▸ **WHAT THIS TASK INVOLVES**
Some lines of these records may hold the word "RParen"; state how many, using only the number.

▸ **SOURCE RECORDS**

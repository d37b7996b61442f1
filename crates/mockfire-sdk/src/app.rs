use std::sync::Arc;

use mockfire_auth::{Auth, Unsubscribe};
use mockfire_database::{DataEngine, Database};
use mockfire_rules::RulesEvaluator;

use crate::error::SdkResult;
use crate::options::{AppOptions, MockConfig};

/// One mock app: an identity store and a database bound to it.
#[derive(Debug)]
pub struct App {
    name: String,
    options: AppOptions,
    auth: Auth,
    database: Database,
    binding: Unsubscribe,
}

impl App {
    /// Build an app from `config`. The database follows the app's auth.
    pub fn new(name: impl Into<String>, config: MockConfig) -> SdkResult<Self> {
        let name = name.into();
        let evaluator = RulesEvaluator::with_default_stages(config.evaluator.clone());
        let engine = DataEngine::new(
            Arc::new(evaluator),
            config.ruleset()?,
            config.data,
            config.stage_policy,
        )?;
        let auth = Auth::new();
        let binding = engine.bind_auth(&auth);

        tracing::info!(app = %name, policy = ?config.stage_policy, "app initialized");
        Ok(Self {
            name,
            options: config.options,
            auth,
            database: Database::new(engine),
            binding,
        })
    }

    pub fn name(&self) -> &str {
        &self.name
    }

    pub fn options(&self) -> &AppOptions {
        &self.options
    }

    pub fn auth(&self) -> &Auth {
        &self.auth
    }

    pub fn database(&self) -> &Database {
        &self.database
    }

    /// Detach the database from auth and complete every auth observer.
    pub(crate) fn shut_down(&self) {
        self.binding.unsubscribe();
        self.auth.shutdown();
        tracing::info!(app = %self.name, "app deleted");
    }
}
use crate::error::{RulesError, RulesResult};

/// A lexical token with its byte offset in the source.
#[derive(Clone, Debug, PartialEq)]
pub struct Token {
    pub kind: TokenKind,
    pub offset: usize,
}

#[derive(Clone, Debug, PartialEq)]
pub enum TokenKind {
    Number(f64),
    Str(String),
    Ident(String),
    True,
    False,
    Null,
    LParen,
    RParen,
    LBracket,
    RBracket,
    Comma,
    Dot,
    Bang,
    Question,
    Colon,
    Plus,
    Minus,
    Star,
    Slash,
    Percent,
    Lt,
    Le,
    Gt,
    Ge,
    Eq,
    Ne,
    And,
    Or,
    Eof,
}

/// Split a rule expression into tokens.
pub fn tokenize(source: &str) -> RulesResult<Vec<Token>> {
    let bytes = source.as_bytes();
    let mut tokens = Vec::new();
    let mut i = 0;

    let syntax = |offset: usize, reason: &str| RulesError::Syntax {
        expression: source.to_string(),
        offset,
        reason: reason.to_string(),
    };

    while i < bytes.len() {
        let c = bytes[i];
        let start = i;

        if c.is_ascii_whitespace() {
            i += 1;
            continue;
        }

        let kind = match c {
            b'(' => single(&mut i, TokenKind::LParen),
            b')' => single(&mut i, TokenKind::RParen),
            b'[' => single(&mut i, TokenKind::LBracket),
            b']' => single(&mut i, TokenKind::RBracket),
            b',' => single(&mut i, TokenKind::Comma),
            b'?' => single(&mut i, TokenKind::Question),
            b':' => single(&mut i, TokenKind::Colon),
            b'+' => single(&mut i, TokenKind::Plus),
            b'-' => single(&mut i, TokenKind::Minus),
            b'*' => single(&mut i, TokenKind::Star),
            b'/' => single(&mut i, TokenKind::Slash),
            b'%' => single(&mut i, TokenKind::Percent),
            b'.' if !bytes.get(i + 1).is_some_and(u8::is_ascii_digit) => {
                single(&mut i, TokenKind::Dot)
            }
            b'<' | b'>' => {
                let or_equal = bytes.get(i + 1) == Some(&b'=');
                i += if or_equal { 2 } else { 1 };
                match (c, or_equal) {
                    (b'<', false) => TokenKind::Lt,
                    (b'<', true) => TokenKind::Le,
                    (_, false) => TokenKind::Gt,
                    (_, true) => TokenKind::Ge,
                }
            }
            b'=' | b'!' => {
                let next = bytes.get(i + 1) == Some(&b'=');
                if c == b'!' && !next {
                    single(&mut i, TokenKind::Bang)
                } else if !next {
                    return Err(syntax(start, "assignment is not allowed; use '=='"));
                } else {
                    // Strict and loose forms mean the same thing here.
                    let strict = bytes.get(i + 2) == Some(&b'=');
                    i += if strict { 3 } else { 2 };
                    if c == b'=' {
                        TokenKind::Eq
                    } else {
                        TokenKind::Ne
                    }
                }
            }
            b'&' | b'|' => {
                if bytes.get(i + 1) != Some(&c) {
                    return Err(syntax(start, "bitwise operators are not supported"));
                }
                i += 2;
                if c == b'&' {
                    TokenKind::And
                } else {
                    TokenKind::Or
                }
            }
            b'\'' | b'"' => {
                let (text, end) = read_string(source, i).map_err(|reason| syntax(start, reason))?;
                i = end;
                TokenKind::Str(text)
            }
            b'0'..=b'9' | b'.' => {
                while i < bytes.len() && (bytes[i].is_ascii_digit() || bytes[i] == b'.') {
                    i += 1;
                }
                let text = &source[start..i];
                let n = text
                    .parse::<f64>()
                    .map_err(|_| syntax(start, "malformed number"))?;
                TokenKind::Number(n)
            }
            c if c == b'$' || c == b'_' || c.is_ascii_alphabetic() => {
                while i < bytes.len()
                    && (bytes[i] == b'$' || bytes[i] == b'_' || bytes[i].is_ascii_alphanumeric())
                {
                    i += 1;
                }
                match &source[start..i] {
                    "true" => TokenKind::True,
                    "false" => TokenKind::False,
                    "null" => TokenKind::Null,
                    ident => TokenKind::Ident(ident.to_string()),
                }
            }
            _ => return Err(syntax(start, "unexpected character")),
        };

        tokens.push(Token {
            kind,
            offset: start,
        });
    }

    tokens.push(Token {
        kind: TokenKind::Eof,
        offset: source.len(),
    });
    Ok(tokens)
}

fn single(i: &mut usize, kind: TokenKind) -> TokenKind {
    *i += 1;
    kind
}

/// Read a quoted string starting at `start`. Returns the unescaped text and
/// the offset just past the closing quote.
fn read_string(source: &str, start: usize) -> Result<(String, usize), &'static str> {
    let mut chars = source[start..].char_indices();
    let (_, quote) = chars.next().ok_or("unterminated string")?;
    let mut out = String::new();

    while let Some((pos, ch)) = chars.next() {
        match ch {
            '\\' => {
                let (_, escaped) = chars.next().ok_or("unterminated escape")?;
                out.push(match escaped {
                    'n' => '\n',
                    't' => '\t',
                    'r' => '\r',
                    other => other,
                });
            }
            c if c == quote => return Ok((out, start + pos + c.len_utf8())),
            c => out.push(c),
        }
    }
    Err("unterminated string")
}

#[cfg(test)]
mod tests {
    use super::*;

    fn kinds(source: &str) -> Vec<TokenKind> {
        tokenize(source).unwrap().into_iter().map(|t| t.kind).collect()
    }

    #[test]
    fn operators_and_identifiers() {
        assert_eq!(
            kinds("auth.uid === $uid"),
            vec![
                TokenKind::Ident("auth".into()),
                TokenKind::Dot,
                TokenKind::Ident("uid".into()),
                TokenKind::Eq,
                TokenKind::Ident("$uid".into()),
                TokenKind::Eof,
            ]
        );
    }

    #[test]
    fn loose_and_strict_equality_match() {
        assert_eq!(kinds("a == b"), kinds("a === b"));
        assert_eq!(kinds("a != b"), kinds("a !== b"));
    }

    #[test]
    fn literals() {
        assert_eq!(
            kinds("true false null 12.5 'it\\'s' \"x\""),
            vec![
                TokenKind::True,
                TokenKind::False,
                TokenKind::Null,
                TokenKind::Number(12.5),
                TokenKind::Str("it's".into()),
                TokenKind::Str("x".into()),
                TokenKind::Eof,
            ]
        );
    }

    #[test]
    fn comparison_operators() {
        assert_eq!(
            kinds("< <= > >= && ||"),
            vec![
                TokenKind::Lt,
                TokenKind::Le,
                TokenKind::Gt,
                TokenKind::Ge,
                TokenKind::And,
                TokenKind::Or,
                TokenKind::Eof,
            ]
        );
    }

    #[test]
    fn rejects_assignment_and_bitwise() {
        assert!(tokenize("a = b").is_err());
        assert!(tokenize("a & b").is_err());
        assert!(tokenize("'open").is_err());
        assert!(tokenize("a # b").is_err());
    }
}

▸ **RESPONSE AREA**
2